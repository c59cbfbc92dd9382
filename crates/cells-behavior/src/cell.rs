//! The handle a behavior uses to talk to the mesh.
//!
//! The concrete implementation lives in `cells-runtime`; tests use the
//! recording cell from [`testing`](crate::testing).

use crate::error::BehaviorError;
use cells_event::Event;
use cells_types::CellId;
use parking_lot::Mutex;
use std::fmt::Debug;
use std::sync::atomic::{AtomicBool, Ordering};
use std::sync::Arc;
use std::time::Duration;
use tokio::task::AbortHandle;
use tracing::{debug, trace};

/// A behavior's view of the cell it runs in.
///
/// | Method | Delivers to |
/// |--------|-------------|
/// | `emit` | every subscriber of this cell |
/// | `emit_to` | one named cell |
/// | `emit_after` | this cell, once, after a delay |
///
/// Emission never blocks. Events a single cell emits to the same target
/// arrive in emission order.
pub trait Cell: Send + Sync + Debug {
    fn id(&self) -> &CellId;

    /// Sends `event` to every subscriber of this cell.
    ///
    /// # Errors
    ///
    /// [`BehaviorError::EmitFailed`] when the mesh is shutting down.
    fn emit(&self, event: Event) -> Result<(), BehaviorError>;

    /// Sends `event` to `target`.
    ///
    /// # Errors
    ///
    /// [`BehaviorError::EmitFailed`] when `target` is not running.
    fn emit_to(&self, target: &CellId, event: Event) -> Result<(), BehaviorError>;

    /// Delivers `event` to this cell once `delay` has elapsed.
    ///
    /// The scheduled side never touches behavior state; it only enqueues
    /// the event.
    fn emit_after(&self, delay: Duration, event: Event) -> Reminder;
}

/// Handle to a scheduled self-addressed event.
///
/// Clones refer to the same schedule. Dropping a reminder does not cancel
/// it.
#[derive(Clone, Debug, Default)]
pub struct Reminder {
    inner: Arc<ReminderInner>,
}

#[derive(Debug, Default)]
struct ReminderInner {
    cancelled: AtomicBool,
    task: Mutex<Option<AbortHandle>>,
}

impl Reminder {
    /// Creates an unattached reminder.
    #[must_use]
    pub fn new() -> Self {
        Self::default()
    }

    /// Binds the task that will deliver the event, so that
    /// [`cancel`](Self::cancel) can abort it.
    pub fn attach(&self, task: AbortHandle) {
        if self.is_cancelled() {
            debug!("reminder cancelled before attach");
            task.abort();
            return;
        }
        *self.inner.task.lock() = Some(task);
    }

    /// Prevents the event from being delivered if it has not been yet.
    pub fn cancel(&self) {
        let already = self.inner.cancelled.swap(true, Ordering::SeqCst);
        match self.inner.task.lock().take() {
            Some(task) => {
                debug!("reminder cancelled, task aborted");
                task.abort();
            }
            None if already => trace!("reminder already cancelled"),
            None => trace!("reminder cancelled before scheduling"),
        }
    }

    #[must_use]
    pub fn is_cancelled(&self) -> bool {
        self.inner.cancelled.load(Ordering::SeqCst)
    }

    /// Returns `true` if both handles refer to the same schedule.
    #[must_use]
    pub fn ptr_eq(&self, other: &Self) -> bool {
        Arc::ptr_eq(&self.inner, &other.inner)
    }
}

#[cfg(test)]
mod tests {
    use super::*;

    #[test]
    fn cancel_is_shared_between_clones() {
        let a = Reminder::new();
        let b = a.clone();
        assert!(!b.is_cancelled());
        a.cancel();
        assert!(b.is_cancelled());
        assert!(a.ptr_eq(&b));
        assert!(!a.ptr_eq(&Reminder::new()));
    }

    #[tokio::test]
    async fn cancel_aborts_attached_task() {
        let reminder = Reminder::new();
        let task = tokio::spawn(async {
            tokio::time::sleep(Duration::from_secs(60)).await;
        });
        reminder.attach(task.abort_handle());
        reminder.cancel();
        assert!(task.await.unwrap_err().is_cancelled());
    }

    #[tokio::test]
    async fn attach_after_cancel_aborts_immediately() {
        let reminder = Reminder::new();
        reminder.cancel();
        let task = tokio::spawn(async {
            tokio::time::sleep(Duration::from_secs(60)).await;
        });
        reminder.attach(task.abort_handle());
        assert!(task.await.unwrap_err().is_cancelled());
    }

    #[tokio::test]
    async fn cancel_twice_is_harmless() {
        let reminder = Reminder::new();
        let task = tokio::spawn(async {
            tokio::time::sleep(Duration::from_secs(60)).await;
        });
        reminder.attach(task.abort_handle());
        reminder.cancel();
        reminder.clone().cancel();
        assert!(reminder.is_cancelled());
        assert!(task.await.unwrap_err().is_cancelled());
    }
}
//! Unified error-code interface for the cells crates.
//!
//! Every error enum in the workspace implements [`ErrorCode`], giving
//! callers a stable machine-readable code and a retry hint.
//!
//! # Example
//!
//! ```
//! use cells_types::ErrorCode;
//!
//! #[derive(Debug)]
//! enum WaitError {
//!     Missing(String),
//!     Expired,
//! }
//!
//! impl ErrorCode for WaitError {
//!     fn code(&self) -> &'static str {
//!         match self {
//!             Self::Missing(_) => "WAIT_MISSING",
//!             Self::Expired => "WAIT_EXPIRED",
//!         }
//!     }
//!
//!     fn is_recoverable(&self) -> bool {
//!         matches!(self, Self::Expired)
//!     }
//! }
//!
//! let err = WaitError::Expired;
//! assert_eq!(err.code(), "WAIT_EXPIRED");
//! assert!(err.is_recoverable());
//! ```

/// Machine-readable error code plus recoverability.
///
/// # Code Format
///
/// - **UPPER_SNAKE_CASE**, e.g. `"EVENT_CANCELLED"`
/// - **Prefixed by layer**: `EVENT_`, `BEHAVIOR_`, `RUNTIME_`, `CONFIG_`
/// - **Stable**: codes are part of the API contract
///
/// # Recoverability
///
/// An error is recoverable when trying again may succeed: a request whose
/// deadline passed can be re-issued, a missing cell cannot appear by retrying.
pub trait ErrorCode {
    /// Returns the machine-readable error code.
    fn code(&self) -> &'static str;

    /// Returns whether retrying the operation may succeed.
    fn is_recoverable(&self) -> bool;
}

/// Asserts that an error code is non-empty, carries `expected_prefix`
/// and is UPPER_SNAKE_CASE.
///
/// # Panics
///
/// Panics with a descriptive message if any check fails.
///
/// # Example
///
/// ```
/// use cells_types::{assert_error_code, ErrorCode};
///
/// #[derive(Debug)]
/// enum MyError { Expired }
///
/// impl ErrorCode for MyError {
///     fn code(&self) -> &'static str { "MY_EXPIRED" }
///     fn is_recoverable(&self) -> bool { true }
/// }
///
/// assert_error_code(&MyError::Expired, "MY_");
/// ```
pub fn assert_error_code<E: ErrorCode>(err: &E, expected_prefix: &str) {
    let code = err.code();
    assert!(
        code.len() > expected_prefix.len() && code.starts_with(expected_prefix),
        "{code:?} lacks the {expected_prefix:?} prefix or has nothing after it"
    );
    assert!(
        is_upper_snake_case(code),
        "{code:?} is not UPPER_SNAKE_CASE"
    );
}

/// Runs [`assert_error_code`] over every listed variant.
pub fn assert_error_codes<E: ErrorCode>(errors: &[E], expected_prefix: &str) {
    errors
        .iter()
        .for_each(|err| assert_error_code(err, expected_prefix));
}

/// Words of `A-Z0-9` joined by single underscores.
fn is_upper_snake_case(s: &str) -> bool {
    !s.is_empty()
        && s.split('_').all(|word| {
            !word.is_empty() && word.bytes().all(|b| b.is_ascii_uppercase() || b.is_ascii_digit())
        })
}

#[cfg(test)]
mod tests {
    use super::*;

    #[derive(Debug)]
    enum SampleError {
        Late,
        Gone,
    }

    impl ErrorCode for SampleError {
        fn code(&self) -> &'static str {
            match self {
                Self::Late => "SAMPLE_LATE",
                Self::Gone => "SAMPLE_GONE",
            }
        }

        fn is_recoverable(&self) -> bool {
            matches!(self, Self::Late)
        }
    }

    #[test]
    fn error_code_trait() {
        assert_eq!(SampleError::Late.code(), "SAMPLE_LATE");
        assert!(SampleError::Late.is_recoverable());
        assert_eq!(SampleError::Gone.code(), "SAMPLE_GONE");
        assert!(!SampleError::Gone.is_recoverable());
    }

    #[test]
    fn every_variant_checked() {
        assert_error_codes(&[SampleError::Late, SampleError::Gone], "SAMPLE_");
    }

    #[test]
    #[should_panic(expected = "prefix")]
    fn foreign_prefix_rejected() {
        assert_error_code(&SampleError::Late, "OTHER_");
    }

    #[test]
    #[should_panic(expected = "prefix")]
    fn bare_prefix_rejected() {
        assert_error_code(&SampleError::Gone, "SAMPLE_GONE");
    }

    #[test]
    fn upper_snake_case_rules() {
        assert!(is_upper_snake_case("CELL"));
        assert!(is_upper_snake_case("CELL_NOT_FOUND"));
        assert!(is_upper_snake_case("ERROR_42"));

        assert!(!is_upper_snake_case(""));
        assert!(!is_upper_snake_case("cell"));
        assert!(!is_upper_snake_case("Cell_Id"));
        assert!(!is_upper_snake_case("_CELL"));
        assert!(!is_upper_snake_case("CELL_"));
        assert!(!is_upper_snake_case("CELL__ID"));
    }
}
----------
EXERCISE REQUIREMENTS: Please report every line in the entries above that holds the string "mesh".

SOLUTION FOR THIS PROBLEM:
//! The handle a behavior uses to talk to the mesh.
    /// [`BehaviorError::EmitFailed`] when the mesh is shutting down.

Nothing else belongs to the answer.